- TASK DETAILS -
Take each line of the data that contains the string "PartialEq" and copy it.
++++
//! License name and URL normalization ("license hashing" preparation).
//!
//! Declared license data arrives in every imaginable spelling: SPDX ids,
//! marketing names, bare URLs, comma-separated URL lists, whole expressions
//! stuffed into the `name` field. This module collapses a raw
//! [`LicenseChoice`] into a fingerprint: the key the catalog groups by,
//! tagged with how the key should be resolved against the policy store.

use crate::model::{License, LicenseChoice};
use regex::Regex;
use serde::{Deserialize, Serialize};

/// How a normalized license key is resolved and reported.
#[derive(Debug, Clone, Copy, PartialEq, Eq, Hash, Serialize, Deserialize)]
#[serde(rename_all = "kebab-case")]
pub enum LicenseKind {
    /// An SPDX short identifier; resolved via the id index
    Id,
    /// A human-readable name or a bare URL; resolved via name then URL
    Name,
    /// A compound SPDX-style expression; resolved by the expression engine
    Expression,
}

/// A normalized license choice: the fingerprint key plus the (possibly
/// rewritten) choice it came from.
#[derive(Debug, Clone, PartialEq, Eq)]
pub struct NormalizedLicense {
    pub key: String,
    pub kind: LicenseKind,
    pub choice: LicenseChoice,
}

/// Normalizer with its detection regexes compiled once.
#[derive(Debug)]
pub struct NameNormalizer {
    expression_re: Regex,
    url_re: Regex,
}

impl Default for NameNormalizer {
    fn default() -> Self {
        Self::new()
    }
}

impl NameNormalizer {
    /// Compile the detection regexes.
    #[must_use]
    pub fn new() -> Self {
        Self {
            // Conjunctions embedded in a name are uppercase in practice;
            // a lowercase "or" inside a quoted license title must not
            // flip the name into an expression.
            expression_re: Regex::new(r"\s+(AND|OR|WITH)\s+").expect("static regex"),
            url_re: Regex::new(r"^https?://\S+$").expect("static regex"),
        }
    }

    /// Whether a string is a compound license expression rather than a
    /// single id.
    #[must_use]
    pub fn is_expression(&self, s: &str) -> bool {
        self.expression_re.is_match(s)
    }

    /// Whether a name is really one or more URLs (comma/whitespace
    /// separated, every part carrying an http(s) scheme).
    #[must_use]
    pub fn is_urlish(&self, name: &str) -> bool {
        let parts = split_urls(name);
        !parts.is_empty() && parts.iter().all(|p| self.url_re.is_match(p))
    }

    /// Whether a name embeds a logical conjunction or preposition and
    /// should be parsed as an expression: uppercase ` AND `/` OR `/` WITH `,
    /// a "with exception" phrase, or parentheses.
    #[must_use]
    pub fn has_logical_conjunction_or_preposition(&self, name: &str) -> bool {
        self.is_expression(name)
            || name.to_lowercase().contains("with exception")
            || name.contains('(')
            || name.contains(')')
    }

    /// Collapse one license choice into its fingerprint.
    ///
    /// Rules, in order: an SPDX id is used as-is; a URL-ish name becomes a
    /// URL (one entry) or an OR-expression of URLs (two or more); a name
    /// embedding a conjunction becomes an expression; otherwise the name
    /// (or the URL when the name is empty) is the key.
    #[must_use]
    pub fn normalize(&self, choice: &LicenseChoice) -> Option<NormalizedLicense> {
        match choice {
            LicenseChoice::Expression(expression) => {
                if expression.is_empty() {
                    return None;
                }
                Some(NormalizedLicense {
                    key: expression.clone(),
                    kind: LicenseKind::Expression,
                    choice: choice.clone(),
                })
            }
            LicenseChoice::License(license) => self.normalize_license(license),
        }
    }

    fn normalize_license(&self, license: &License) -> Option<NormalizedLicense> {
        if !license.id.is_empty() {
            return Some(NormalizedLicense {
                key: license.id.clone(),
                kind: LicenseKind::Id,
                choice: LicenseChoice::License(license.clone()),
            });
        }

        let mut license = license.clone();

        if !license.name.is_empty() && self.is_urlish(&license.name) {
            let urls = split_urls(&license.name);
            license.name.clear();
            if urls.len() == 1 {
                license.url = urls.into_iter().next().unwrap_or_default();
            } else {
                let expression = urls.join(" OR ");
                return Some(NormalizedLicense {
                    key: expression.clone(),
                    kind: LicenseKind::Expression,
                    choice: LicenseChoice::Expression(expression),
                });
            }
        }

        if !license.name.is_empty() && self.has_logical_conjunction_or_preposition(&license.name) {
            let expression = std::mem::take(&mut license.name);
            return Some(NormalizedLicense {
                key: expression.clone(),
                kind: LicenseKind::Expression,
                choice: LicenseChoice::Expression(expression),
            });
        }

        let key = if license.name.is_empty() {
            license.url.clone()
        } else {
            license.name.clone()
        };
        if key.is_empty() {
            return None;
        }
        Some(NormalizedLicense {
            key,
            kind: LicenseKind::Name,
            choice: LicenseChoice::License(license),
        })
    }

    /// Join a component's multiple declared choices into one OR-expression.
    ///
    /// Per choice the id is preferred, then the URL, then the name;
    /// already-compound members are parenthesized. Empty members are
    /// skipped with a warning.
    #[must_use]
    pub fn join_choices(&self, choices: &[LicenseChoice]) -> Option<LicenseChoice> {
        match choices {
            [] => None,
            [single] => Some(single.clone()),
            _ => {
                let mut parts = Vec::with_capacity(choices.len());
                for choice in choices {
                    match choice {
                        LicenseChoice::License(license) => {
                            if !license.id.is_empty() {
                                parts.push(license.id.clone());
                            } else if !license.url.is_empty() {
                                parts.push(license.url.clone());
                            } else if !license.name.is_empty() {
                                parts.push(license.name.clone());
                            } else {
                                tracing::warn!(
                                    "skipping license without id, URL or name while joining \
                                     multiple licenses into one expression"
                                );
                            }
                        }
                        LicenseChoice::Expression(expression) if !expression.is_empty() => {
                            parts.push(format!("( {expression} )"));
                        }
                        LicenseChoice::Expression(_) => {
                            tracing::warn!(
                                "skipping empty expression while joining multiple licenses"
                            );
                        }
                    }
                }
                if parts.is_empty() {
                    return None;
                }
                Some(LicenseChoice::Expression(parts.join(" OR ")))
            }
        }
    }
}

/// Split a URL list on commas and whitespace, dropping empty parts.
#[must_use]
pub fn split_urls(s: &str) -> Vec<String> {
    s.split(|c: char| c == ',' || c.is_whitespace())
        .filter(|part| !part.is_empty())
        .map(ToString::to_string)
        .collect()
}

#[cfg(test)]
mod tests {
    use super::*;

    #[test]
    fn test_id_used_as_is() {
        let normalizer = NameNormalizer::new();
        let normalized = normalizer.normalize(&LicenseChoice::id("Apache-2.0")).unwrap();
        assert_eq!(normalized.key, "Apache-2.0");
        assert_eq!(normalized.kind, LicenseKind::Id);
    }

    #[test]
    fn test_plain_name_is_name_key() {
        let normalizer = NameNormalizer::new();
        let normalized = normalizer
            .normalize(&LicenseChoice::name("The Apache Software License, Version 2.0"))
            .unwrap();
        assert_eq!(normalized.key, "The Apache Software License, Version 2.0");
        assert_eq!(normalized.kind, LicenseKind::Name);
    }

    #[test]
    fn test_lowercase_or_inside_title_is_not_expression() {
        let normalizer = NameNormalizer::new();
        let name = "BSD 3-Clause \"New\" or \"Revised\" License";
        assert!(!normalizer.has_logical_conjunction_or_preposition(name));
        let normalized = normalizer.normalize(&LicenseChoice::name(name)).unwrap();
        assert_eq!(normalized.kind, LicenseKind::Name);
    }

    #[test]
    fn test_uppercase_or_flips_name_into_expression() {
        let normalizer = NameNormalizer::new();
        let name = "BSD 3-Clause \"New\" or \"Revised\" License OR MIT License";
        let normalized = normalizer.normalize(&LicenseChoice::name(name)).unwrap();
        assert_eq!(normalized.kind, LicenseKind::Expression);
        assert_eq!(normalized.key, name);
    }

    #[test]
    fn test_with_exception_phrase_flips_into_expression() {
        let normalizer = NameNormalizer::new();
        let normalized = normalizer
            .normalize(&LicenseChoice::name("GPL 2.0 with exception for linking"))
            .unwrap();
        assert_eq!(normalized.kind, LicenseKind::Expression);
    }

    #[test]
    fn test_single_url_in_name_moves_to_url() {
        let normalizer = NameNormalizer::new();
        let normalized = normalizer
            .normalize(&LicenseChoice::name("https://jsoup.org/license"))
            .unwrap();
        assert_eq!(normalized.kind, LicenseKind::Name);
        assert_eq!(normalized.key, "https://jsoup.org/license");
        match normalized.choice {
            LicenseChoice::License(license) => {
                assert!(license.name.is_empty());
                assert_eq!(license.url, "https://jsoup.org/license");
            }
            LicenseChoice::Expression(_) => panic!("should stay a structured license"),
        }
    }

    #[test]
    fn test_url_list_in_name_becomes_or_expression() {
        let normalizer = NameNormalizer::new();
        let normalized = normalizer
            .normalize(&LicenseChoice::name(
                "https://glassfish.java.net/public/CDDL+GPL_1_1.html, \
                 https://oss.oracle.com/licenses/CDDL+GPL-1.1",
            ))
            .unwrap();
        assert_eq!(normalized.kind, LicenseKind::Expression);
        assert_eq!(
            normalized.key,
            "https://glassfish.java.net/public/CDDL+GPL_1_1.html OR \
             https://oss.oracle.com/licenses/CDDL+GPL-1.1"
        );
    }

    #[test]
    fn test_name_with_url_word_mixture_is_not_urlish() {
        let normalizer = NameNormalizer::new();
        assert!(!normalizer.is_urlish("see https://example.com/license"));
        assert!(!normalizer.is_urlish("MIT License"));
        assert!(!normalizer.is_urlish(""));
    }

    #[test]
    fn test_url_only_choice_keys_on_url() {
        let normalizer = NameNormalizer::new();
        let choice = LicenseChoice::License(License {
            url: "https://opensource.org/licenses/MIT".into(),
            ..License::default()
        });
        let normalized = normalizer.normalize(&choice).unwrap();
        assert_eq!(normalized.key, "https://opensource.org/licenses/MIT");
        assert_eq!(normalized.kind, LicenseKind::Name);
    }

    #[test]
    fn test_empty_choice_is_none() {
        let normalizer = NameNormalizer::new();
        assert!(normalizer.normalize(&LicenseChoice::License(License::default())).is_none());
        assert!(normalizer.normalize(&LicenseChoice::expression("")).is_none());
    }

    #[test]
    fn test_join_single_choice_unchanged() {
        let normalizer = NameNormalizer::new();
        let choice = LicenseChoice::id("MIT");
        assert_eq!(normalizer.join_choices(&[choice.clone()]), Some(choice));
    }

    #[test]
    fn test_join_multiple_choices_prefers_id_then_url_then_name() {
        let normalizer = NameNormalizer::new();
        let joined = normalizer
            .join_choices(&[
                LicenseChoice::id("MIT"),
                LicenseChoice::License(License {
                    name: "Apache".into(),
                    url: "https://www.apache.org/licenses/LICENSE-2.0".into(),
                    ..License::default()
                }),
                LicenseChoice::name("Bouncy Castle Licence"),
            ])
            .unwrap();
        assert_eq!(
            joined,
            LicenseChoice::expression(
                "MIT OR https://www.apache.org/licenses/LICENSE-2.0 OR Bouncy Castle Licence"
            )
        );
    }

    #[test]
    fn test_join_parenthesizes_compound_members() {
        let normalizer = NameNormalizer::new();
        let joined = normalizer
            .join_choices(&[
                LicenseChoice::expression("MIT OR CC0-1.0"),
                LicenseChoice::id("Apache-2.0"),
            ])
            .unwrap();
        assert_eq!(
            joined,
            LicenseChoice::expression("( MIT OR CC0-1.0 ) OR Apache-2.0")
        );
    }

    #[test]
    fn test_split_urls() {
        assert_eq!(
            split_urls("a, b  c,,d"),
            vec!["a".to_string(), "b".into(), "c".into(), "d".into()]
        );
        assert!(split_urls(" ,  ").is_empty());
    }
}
++++
- RESPONSE FOR THIS EXERCISE -
#[derive(Debug, Clone, Copy, PartialEq, Eq, Hash, Serialize, Deserialize)]
#[derive(Debug, Clone, PartialEq, Eq)]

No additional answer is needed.